Continual filesystem verification of the “entire” data in the system – This goes above and beyond just having disk checksums and disk scrubbing. This filesystem verification checks the referential integrity of the entire data several times a day with negligible impact to the overall system performance.  This is somewhat unique in the industry. The use of crypto hashes makes the continual verification to be quick, easy and complete. Kind of like Blockchain.  This verification is always on, including during development/testing.  It provides us with significant confidence in the system architecture.

No overwrite Log-structured filesystem design –  After existing data in a system is already checked and verified, interestingly, the next biggest threat to data integrity is new writes. Because new writes will end up going to disk and might corrupt old data and metadata, we use a log-structured filesystem design to never overwrite and only write in new places, like a log. This is made possible because we use erasure coding with full stripe writes.
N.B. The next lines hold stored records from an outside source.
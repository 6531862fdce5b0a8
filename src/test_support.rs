//! Test support utilities shared across unit and integration tests.

use std::collections::{BTreeSet, VecDeque};
use std::env;
use std::ffi::OsString;
use std::sync::Arc;

use parking_lot::Mutex as SyncMutex;
use tokio::sync::{Mutex, MutexGuard};

use crate::command::{LaunchError, ProcessOutput, ProcessRunner};
use crate::db::{Db, DbError};
use crate::entities::{ClusterEntry, DeviceEntry, NodeEntry, VolumeEntry};
use crate::health::AllNodesUp;
use crate::operations::{OperationContext, OperationSettings};

/// Scripted command runner that returns pre-seeded outputs in FIFO order.
///
/// Used to drive deterministic command outcomes without spawning processes.
/// Clones share the same script, so a clone can be handed to an executor
/// while the test keeps inspecting invocations.
#[derive(Clone, Debug, Default)]
pub struct ScriptedRunner {
    responses: Arc<SyncMutex<VecDeque<ProcessOutput>>>,
    invocations: Arc<SyncMutex<Vec<CommandInvocation>>>,
}

/// Records a single invocation made through [`ScriptedRunner`].
#[derive(Clone, Debug, Eq, PartialEq)]
pub struct CommandInvocation {
    /// Program name as passed to the runner.
    pub program: String,
    /// Arguments passed to the program.
    pub args: Vec<OsString>,
}

impl CommandInvocation {
    /// Returns a shell-like command string for assertions.
    #[must_use]
    pub fn command_string(&self) -> String {
        let mut parts = Vec::with_capacity(self.args.len() + 1);
        parts.push(self.program.clone());
        parts.extend(
            self.args
                .iter()
                .map(|arg| arg.to_string_lossy().into_owned()),
        );
        parts.join(" ")
    }

    /// Returns the final argument, which for SSH invocations is the remote
    /// script.
    #[must_use]
    pub fn remote_script(&self) -> String {
        self.args
            .last()
            .map(|arg| arg.to_string_lossy().into_owned())
            .unwrap_or_default()
    }
}

impl ScriptedRunner {
    /// Creates a new runner with no queued responses.
    #[must_use]
    pub fn new() -> Self {
        Self::default()
    }

    /// Returns a snapshot of all invocations recorded so far.
    #[must_use]
    pub fn invocations(&self) -> Vec<CommandInvocation> {
        self.invocations.lock().clone()
    }

    /// Pushes a successful exit status.
    pub fn push_success(&self) {
        self.push_output(Some(0), "", "");
    }

    /// Pushes a failing exit code with stderr text.
    pub fn push_failure(&self, code: i32, stderr: impl Into<String>) {
        self.push_output(Some(code), "", stderr);
    }

    /// Pushes an explicit command output response.
    pub fn push_output(
        &self,
        exit_code: Option<i32>,
        stdout: impl Into<String>,
        stderr: impl Into<String>,
    ) {
        self.responses.lock().push_back(ProcessOutput {
            exit_code,
            stdout: stdout.into(),
            stderr: stderr.into(),
        });
    }

    /// Number of queued responses not yet consumed.
    #[must_use]
    pub fn remaining(&self) -> usize {
        self.responses.lock().len()
    }
}

impl ProcessRunner for ScriptedRunner {
    fn run(&self, program: &str, args: &[OsString]) -> Result<ProcessOutput, LaunchError> {
        self.invocations.lock().push(CommandInvocation {
            program: program.to_owned(),
            args: args.to_vec(),
        });
        self.responses
            .lock()
            .pop_front()
            .ok_or_else(|| LaunchError {
                program: program.to_owned(),
                message: String::from("no scripted response available"),
            })
    }
}

/// Global mutex used to serialise environment mutation in tests.
pub static ENV_LOCK: Mutex<()> = Mutex::const_new(());

/// Guard that holds the env mutex and cleans up variables on drop.
pub struct EnvGuard {
    previous: Vec<(String, Option<OsString>)>,
    _guard: MutexGuard<'static, ()>,
}

impl EnvGuard {
    /// Sets multiple environment variables while holding a global mutex.
    pub async fn set_vars(pairs: &[(&str, &str)]) -> Self {
        debug_assert!(
            {
                let mut seen = BTreeSet::new();
                pairs.iter().all(|(key, _)| seen.insert(*key))
            },
            "duplicate environment variable keys passed to EnvGuard::set_vars"
        );

        let guard = ENV_LOCK.lock().await;
        let mut previous = Vec::with_capacity(pairs.len());
        for (key, value) in pairs {
            let old = env::var_os(key);
            // SAFETY: Environment mutation is serialised by `ENV_LOCK`, preventing races.
            unsafe { env::set_var(key, value) };
            previous.push(((*key).to_owned(), old));
        }

        Self {
            previous,
            _guard: guard,
        }
    }
}

impl Drop for EnvGuard {
    fn drop(&mut self) {
        for (key, old) in &self.previous {
            // SAFETY: Environment mutation is serialised by holding `_guard`.
            unsafe {
                match old {
                    Some(val) => env::set_var(key, val),
                    None => env::remove_var(key),
                }
            }
        }
    }
}

/// Ids created by [`setup_sample_topology`].
#[derive(Clone, Debug, Default, Eq, PartialEq)]
pub struct SampleTopology {
    /// Cluster ids.
    pub clusters: Vec<String>,
    /// Node ids, grouped by cluster.
    pub nodes: Vec<String>,
    /// Device ids, grouped by node.
    pub devices: Vec<String>,
}

/// Seeds `clusters` clusters, each with `nodes` online nodes carrying
/// `devices` online devices of `disk_kib` KiB.
///
/// Node `n` of cluster `c` is managed as `manage-c-n` and serves storage as
/// `storage-c-n`.
///
/// # Errors
///
/// Returns [`DbError`] when the seed transaction fails.
pub fn setup_sample_topology(
    db: &Db,
    clusters: usize,
    nodes: usize,
    devices: usize,
    disk_kib: u64,
) -> Result<SampleTopology, DbError> {
    db.update(|tx| {
        let mut out = SampleTopology::default();
        for c in 0..clusters {
            let mut cluster = ClusterEntry::new();
            for n in 0..nodes {
                let mut node = NodeEntry::new(
                    &cluster.id,
                    format!("manage-{c}-{n}"),
                    format!("storage-{c}-{n}"),
                    u32::try_from(n).unwrap_or(u32::MAX),
                );
                for d in 0..devices {
                    let device = DeviceEntry::new(&node.id, format!("/dev/sd{d}"), disk_kib);
                    node.device_add(&device.id);
                    out.devices.push(device.id.clone());
                    tx.save(&device)?;
                }
                cluster.node_add(&node.id);
                out.nodes.push(node.id.clone());
                tx.save(&node)?;
            }
            out.clusters.push(cluster.id.clone());
            tx.save(&cluster)?;
        }
        Ok(out)
    })
}

/// Operation context over `db` with default settings and every node
/// reported healthy.
#[must_use]
pub fn test_context(db: Arc<Db>) -> OperationContext {
    OperationContext::new(db, OperationSettings::default(), Arc::new(AllNodesUp))
}

/// Operation context with custom settings.
#[must_use]
pub fn test_context_with(db: Arc<Db>, settings: OperationSettings) -> OperationContext {
    OperationContext::new(db, settings, Arc::new(AllNodesUp))
}

/// Loads every volume record, pending or not.
///
/// # Errors
///
/// Returns [`DbError`] when a volume cannot be decoded.
pub fn all_volumes(db: &Db) -> Result<Vec<VolumeEntry>, DbError> {
    db.view(|tx| tx.load_all::<VolumeEntry>())
}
No knobsWe have an internal design goal of not having knobs. It leads to a less complex system.  Imagine having knobs for dedupe, compression, checksums, RF2 vs RF3, erasure coding, etc.  Not only does it confuse the user, but it also ends up complicating the filesystem architecture.  It also places a big burden on the poor QA team which needs to test all the possible combinations of knobs.  If these combinations are not tested properly, then some combination is being tested by the customer for the first time in the field.

There are many examples of unique and interesting things we have done in the system to provide data integrity for customers data. This comprehensive white paper demonstrates how Datrium engineers went about building data integrity into the Datrium DVX product.

It is vital for our customers running enterprise applications on Datrium to know that their data is safeguarded and monitored with the most advanced technology possible. That’s why we we’re paranoid and spend significant time and investment towards maintaining data integrity in our product.